Он посмотрел на нее со слабой тенью улыбки и похлопал по руке, словно ребенка.
— Разве вы не понимаете, — спросил он, — что мы не можем жертвовать миллионами во имя нескольких человек?
— А жертвовать несколькими, когда эти несколько — лучшие из лучших? Отберите у лучшего его право на вершину, и у вас не останется лучшего. Что есть ваши массы, как не миллионы глупых, съежившихся, безразличных душ, у которых нет собственных мыслей, собственных мечтаний, собственных желаний, которые едят, спят и беспомощно твердят слова, вбитые в их мозг другими? И для этих вы пожертвовали бы несколькими, кто знает жизнь, кто есть сама жизнь?

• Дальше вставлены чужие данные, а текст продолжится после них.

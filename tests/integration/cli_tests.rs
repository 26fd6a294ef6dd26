/*!
 * End-to-end tests of the caption-validator binary: exit codes and stdout contract
 */

#![allow(deprecated)] // Command::cargo_bin

use assert_cmd::Command;
use assert_cmd::assert::{Assert, OutputAssertExt};
use predicates::prelude::*;
use std::path::PathBuf;
use tempfile::TempDir;

use caption_validator::providers::mock_server::MockServerResponse;

use crate::common;

/// Get a command for the caption-validator binary
fn validator() -> Command {
    let mut cmd = Command::cargo_bin("caption-validator").unwrap();
    cmd.env_remove("CAPTION_VALIDATOR_ENDPOINT");
    cmd
}

fn caption_file(name: &str, content: &str) -> (TempDir, PathBuf) {
    let temp_dir = common::create_temp_dir().unwrap();
    let path = common::create_test_file(temp_dir.path(), name, content).unwrap();
    (temp_dir, path)
}

/// Run the binary off the async runtime so the mock server keeps serving
async fn run_blocking(mut cmd: Command) -> Assert {
    let output = tokio::task::spawn_blocking(move || cmd.output()).await.unwrap().unwrap();
    output.assert()
}

fn stdout_lines(assert: &Assert) -> Vec<serde_json::Value> {
    String::from_utf8(assert.get_output().stdout.clone())
        .unwrap()
        .lines()
        .map(|line| serde_json::from_str(line).unwrap())
        .collect()
}

// ============================================================================
// Evaluated files: exit 0
// ============================================================================

#[tokio::test(flavor = "multi_thread", worker_threads = 2)]
async fn test_cli_withSufficientEnglishCaptions_shouldPrintNothing() {
    let (endpoint, _state) = common::start_mock_server(MockServerResponse::default()).await.unwrap();
    let (_dir, path) = caption_file("good.vtt", common::SINGLE_CUE_VTT);

    let mut cmd = validator();
    cmd.arg(&path)
        .args(["--t-start", "0", "--t-end", "10", "--coverage", "40"])
        .args(["--endpoint", &endpoint]);

    run_blocking(cmd).await.success().stdout(predicate::str::is_empty());
}

#[tokio::test(flavor = "multi_thread", worker_threads = 2)]
async fn test_cli_withInsufficientCoverage_shouldPrintCoverageFailure() {
    let (endpoint, _state) = common::start_mock_server(MockServerResponse::default()).await.unwrap();
    let (_dir, path) = caption_file("good.vtt", common::SINGLE_CUE_VTT);

    let mut cmd = validator();
    cmd.arg(&path)
        .args(["--t_start", "0", "--t_end", "10", "--coverage", "50"])
        .args(["--endpoint", &endpoint]);

    let assert = run_blocking(cmd).await.success();
    let lines = stdout_lines(&assert);
    assert_eq!(lines.len(), 1);
    assert_eq!(lines[0]["type"], "caption_coverage");
    assert_eq!(lines[0]["required_coverage"], 50.0);
    assert_eq!(lines[0]["actual_coverage"], 40.0);
}

#[tokio::test(flavor = "multi_thread", worker_threads = 2)]
async fn test_cli_withSpanishSrt_shouldPrintBothFailuresInOrder() {
    let (endpoint, _state) = common::start_mock_server(MockServerResponse::Language("es-ES".to_string()))
        .await
        .unwrap();
    let (_dir, path) = caption_file("sparse.srt", common::TWO_CUE_SRT);

    let mut cmd = validator();
    cmd.arg(&path).args(["--t-end", "30"]).args(["--endpoint", &endpoint]);

    let assert = run_blocking(cmd).await.success();
    let lines = stdout_lines(&assert);
    assert_eq!(lines.len(), 2);
    assert_eq!(lines[0]["type"], "caption_coverage");
    assert_eq!(lines[0]["required_coverage"], 80.0);
    assert_eq!(lines[1]["type"], "incorrect_language");
    assert_eq!(lines[1]["detected_language"], "es-ES");
}

#[tokio::test(flavor = "multi_thread", worker_threads = 2)]
async fn test_cli_withUnreachableEndpoint_shouldReportUnknownLanguage() {
    let (_dir, path) = caption_file("good.vtt", common::SINGLE_CUE_VTT);

    let mut cmd = validator();
    cmd.arg(&path)
        .args(["--t-end", "10", "--coverage", "0", "--timeout-secs", "5"])
        .args(["--endpoint", "http://127.0.0.1:9/detect"]);

    let assert = run_blocking(cmd).await.success();
    let lines = stdout_lines(&assert);
    assert_eq!(lines.len(), 1);
    assert_eq!(lines[0]["type"], "incorrect_language");
    assert_eq!(lines[0]["detected_language"], "unknown");
}

#[tokio::test(flavor = "multi_thread", worker_threads = 2)]
async fn test_cli_withHugeSniffPrefixInConfig_shouldStillEvaluate() {
    let (endpoint, _state) = common::start_mock_server(MockServerResponse::default()).await.unwrap();
    let (dir, path) = caption_file("good.vtt", common::SINGLE_CUE_VTT);
    let config = common::create_test_file(
        dir.path(),
        "validator.json",
        r#"{"sniff_prefix_bytes": 18446744073709551615}"#,
    )
    .unwrap();

    let mut cmd = validator();
    cmd.arg(&path)
        .args(["--t-end", "10", "--coverage", "40"])
        .args(["--endpoint", &endpoint])
        .arg("--config")
        .arg(&config);

    run_blocking(cmd).await.success().stdout(predicate::str::is_empty());
}

// ============================================================================
// Files that cannot be evaluated: exit 1, nothing on stdout
// ============================================================================

#[test]
fn test_cli_withUnsupportedFile_shouldFailWithoutOutput() {
    let (_dir, path) = caption_file("notes.txt", "This is just plain text, not a caption file");

    validator()
        .arg(&path)
        .args(["--t-end", "30", "--endpoint", "http://127.0.0.1:9/detect"])
        .assert()
        .code(1)
        .stdout(predicate::str::is_empty())
        .stderr(predicate::str::contains("Unsupported caption format"));
}

#[test]
fn test_cli_withReversedWindow_shouldFail() {
    let (_dir, path) = caption_file("good.vtt", common::SINGLE_CUE_VTT);

    validator()
        .arg(&path)
        .args(["--t-start", "10", "--t-end", "10", "--endpoint", "http://127.0.0.1:9/detect"])
        .assert()
        .code(1)
        .stdout(predicate::str::is_empty());
}

#[test]
fn test_cli_withoutEndpoint_shouldFail() {
    let (_dir, path) = caption_file("good.vtt", common::SINGLE_CUE_VTT);

    validator()
        .arg(&path)
        .args(["--t-end", "10"])
        .assert()
        .code(1)
        .stdout(predicate::str::is_empty())
        .stderr(predicate::str::contains("endpoint"));
}

#[test]
fn test_cli_withMissingFile_shouldFail() {
    validator()
        .arg("/nonexistent/captions.vtt")
        .args(["--t-end", "10", "--endpoint", "http://127.0.0.1:9/detect"])
        .assert()
        .code(1)
        .stdout(predicate::str::is_empty());
}

#[test]
fn test_cli_withUnknownFlag_shouldExitOne() {
    validator().arg("--frobnicate").assert().code(1);
}

#[test]
fn test_cli_withoutInput_shouldExitOne() {
    validator()
        .args(["--t-end", "10", "--endpoint", "http://127.0.0.1:9/detect"])
        .assert()
        .code(1);
}

// ============================================================================
// Informational commands
// ============================================================================

#[test]
fn test_cli_help_shouldSucceed() {
    validator()
        .arg("--help")
        .assert()
        .success()
        .stdout(predicate::str::contains("--t-start"));
}

#[test]
fn test_cli_completions_shouldPrintScript() {
    validator()
        .args(["completions", "bash"])
        .assert()
        .success()
        .stdout(predicate::str::contains("caption-validator"));
}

Меня тошнит от ваших идеалов, потому что я не знаю худшей справедливости, чем раздавать не по заслугам. Потому что люди не равны в способностях и нельзя обращаться с ними так, будто они равны. И потому, что мне отвратительно большинство из них.
— Я рад. То же чувствую и я.
— Но тогда…
— Только я не могу позволить себе роскошь отвращения, я лучше попытаюсь сделать их достойными внимания, поднять их до своего уровня. А из вас получился бы замечательный маленький борец — на нашей стороне.
— Я думаю, вы знаете, — я никогда не смогу им стать.
— Думаю, что знаю. Но тогда почему вы не боретесь против нас?
— Потому, что у меня с вами столько же общего, сколько с врагами, которые сражаются против вас. Я не хочу сражаться за людей, я не хочу сражаться против людей. Я не хочу слышать о людях. Я хочу, чтобы меня оставили в покое, — я хочу жить.
— Странное требование.
— Неужели? Но что есть государство, как не слуга и не одно из полезных приспособлений для огромного числа людей, вроде электрического света или водопровода? И разве не нелепо заявление, что люди существуют для водопровода, а не водопровод для людей?
— Но если водопроводные трубы совсем вышли из строя, не будет ли столь же нелепо тихо сидеть и не прилагать никаких усилий, чтобы исправить их?
— Желаю удачи, товарищ Таганов. Но я надеюсь, что когда вы обнаружите, что в этих трубах течет ваша собственная красная кровь, вы все еще будете верить, что их стоит чинить.